### Given records
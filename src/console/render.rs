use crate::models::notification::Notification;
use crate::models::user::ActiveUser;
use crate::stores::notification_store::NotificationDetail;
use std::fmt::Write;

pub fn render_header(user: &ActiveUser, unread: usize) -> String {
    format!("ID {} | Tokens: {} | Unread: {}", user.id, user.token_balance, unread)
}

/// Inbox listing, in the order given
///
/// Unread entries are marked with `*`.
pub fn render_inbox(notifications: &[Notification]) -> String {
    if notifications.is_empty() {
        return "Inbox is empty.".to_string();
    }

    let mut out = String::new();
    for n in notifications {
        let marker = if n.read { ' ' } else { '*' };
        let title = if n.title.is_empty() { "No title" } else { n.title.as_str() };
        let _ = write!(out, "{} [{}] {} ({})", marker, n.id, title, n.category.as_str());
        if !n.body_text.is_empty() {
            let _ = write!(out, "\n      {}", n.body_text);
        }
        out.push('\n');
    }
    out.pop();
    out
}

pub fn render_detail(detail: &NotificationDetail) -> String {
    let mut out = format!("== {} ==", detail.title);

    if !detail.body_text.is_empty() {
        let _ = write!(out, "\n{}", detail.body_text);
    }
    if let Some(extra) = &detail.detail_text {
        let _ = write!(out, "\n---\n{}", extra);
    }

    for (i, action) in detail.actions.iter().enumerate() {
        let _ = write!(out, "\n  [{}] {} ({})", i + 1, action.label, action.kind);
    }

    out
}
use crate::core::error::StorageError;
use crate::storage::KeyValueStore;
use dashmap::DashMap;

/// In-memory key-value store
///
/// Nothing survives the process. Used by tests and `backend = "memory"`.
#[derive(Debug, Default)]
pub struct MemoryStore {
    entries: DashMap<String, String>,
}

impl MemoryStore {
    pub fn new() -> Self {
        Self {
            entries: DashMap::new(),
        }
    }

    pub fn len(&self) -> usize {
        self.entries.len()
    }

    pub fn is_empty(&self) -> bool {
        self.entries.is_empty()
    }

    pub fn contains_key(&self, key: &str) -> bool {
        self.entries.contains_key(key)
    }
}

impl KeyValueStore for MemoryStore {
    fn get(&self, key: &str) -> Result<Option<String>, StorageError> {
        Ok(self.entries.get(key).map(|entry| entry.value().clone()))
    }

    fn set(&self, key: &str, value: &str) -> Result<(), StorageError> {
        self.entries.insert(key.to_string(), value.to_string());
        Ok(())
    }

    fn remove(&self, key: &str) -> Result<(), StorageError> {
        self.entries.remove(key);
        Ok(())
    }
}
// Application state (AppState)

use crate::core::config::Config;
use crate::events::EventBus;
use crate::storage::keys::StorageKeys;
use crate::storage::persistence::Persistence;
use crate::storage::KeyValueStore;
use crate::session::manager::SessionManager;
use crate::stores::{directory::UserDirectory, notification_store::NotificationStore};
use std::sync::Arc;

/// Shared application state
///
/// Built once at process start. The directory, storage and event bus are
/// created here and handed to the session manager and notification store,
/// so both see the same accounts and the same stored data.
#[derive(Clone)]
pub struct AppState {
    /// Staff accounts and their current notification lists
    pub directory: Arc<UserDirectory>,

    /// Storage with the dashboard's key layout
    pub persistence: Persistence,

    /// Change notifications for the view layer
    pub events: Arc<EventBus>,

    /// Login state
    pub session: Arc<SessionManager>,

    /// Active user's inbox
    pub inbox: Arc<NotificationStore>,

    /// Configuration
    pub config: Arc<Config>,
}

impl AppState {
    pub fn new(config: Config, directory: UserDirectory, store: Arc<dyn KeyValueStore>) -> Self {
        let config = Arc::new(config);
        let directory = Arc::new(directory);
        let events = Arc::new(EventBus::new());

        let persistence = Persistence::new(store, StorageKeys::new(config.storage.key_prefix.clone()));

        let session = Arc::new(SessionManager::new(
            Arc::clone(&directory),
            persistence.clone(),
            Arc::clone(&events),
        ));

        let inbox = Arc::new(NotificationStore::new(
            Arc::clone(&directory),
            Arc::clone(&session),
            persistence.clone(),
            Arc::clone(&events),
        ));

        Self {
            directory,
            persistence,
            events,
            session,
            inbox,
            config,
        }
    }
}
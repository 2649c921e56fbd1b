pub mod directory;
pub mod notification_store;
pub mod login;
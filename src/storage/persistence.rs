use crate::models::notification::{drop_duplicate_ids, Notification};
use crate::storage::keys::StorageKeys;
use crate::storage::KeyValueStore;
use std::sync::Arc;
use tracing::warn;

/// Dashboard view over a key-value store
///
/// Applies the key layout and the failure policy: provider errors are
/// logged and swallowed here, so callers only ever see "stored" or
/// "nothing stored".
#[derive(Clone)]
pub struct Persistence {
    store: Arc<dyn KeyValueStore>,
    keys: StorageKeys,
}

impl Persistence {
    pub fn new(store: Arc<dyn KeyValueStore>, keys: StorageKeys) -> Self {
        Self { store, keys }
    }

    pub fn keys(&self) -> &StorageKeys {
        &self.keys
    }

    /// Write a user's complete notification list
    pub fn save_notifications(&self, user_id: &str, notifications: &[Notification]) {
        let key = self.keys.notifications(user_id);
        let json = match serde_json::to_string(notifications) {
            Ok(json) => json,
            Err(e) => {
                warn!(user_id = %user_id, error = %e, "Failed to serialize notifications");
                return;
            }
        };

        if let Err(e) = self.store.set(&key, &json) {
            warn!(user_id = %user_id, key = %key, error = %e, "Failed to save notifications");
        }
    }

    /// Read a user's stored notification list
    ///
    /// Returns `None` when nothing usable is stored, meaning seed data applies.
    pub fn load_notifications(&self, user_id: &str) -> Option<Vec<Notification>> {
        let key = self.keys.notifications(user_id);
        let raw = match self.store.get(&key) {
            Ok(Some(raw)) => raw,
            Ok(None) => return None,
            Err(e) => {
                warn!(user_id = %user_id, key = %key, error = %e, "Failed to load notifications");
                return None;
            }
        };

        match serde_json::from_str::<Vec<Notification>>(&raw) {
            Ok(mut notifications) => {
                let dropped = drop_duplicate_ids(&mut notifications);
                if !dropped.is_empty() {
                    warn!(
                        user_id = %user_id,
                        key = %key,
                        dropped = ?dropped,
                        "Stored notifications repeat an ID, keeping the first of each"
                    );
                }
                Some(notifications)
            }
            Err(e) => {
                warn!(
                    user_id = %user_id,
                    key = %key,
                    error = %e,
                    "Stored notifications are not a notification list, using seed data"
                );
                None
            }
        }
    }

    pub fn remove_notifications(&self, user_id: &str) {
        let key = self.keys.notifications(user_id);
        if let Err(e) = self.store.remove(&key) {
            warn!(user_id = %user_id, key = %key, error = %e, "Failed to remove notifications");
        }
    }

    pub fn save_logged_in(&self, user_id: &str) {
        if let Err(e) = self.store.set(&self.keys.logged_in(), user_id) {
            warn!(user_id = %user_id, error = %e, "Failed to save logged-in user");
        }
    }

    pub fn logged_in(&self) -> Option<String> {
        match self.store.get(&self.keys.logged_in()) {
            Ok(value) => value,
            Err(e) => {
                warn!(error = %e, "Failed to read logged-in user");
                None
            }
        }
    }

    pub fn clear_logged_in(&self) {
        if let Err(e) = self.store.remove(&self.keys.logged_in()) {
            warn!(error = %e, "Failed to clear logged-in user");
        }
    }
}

### Try it
Search the entries for the word "here", then list each line that holds it.

### Result of the exercise
/// created here and handed to the session manager and notification store,
/// logged and swallowed here, so callers only ever see "stored" or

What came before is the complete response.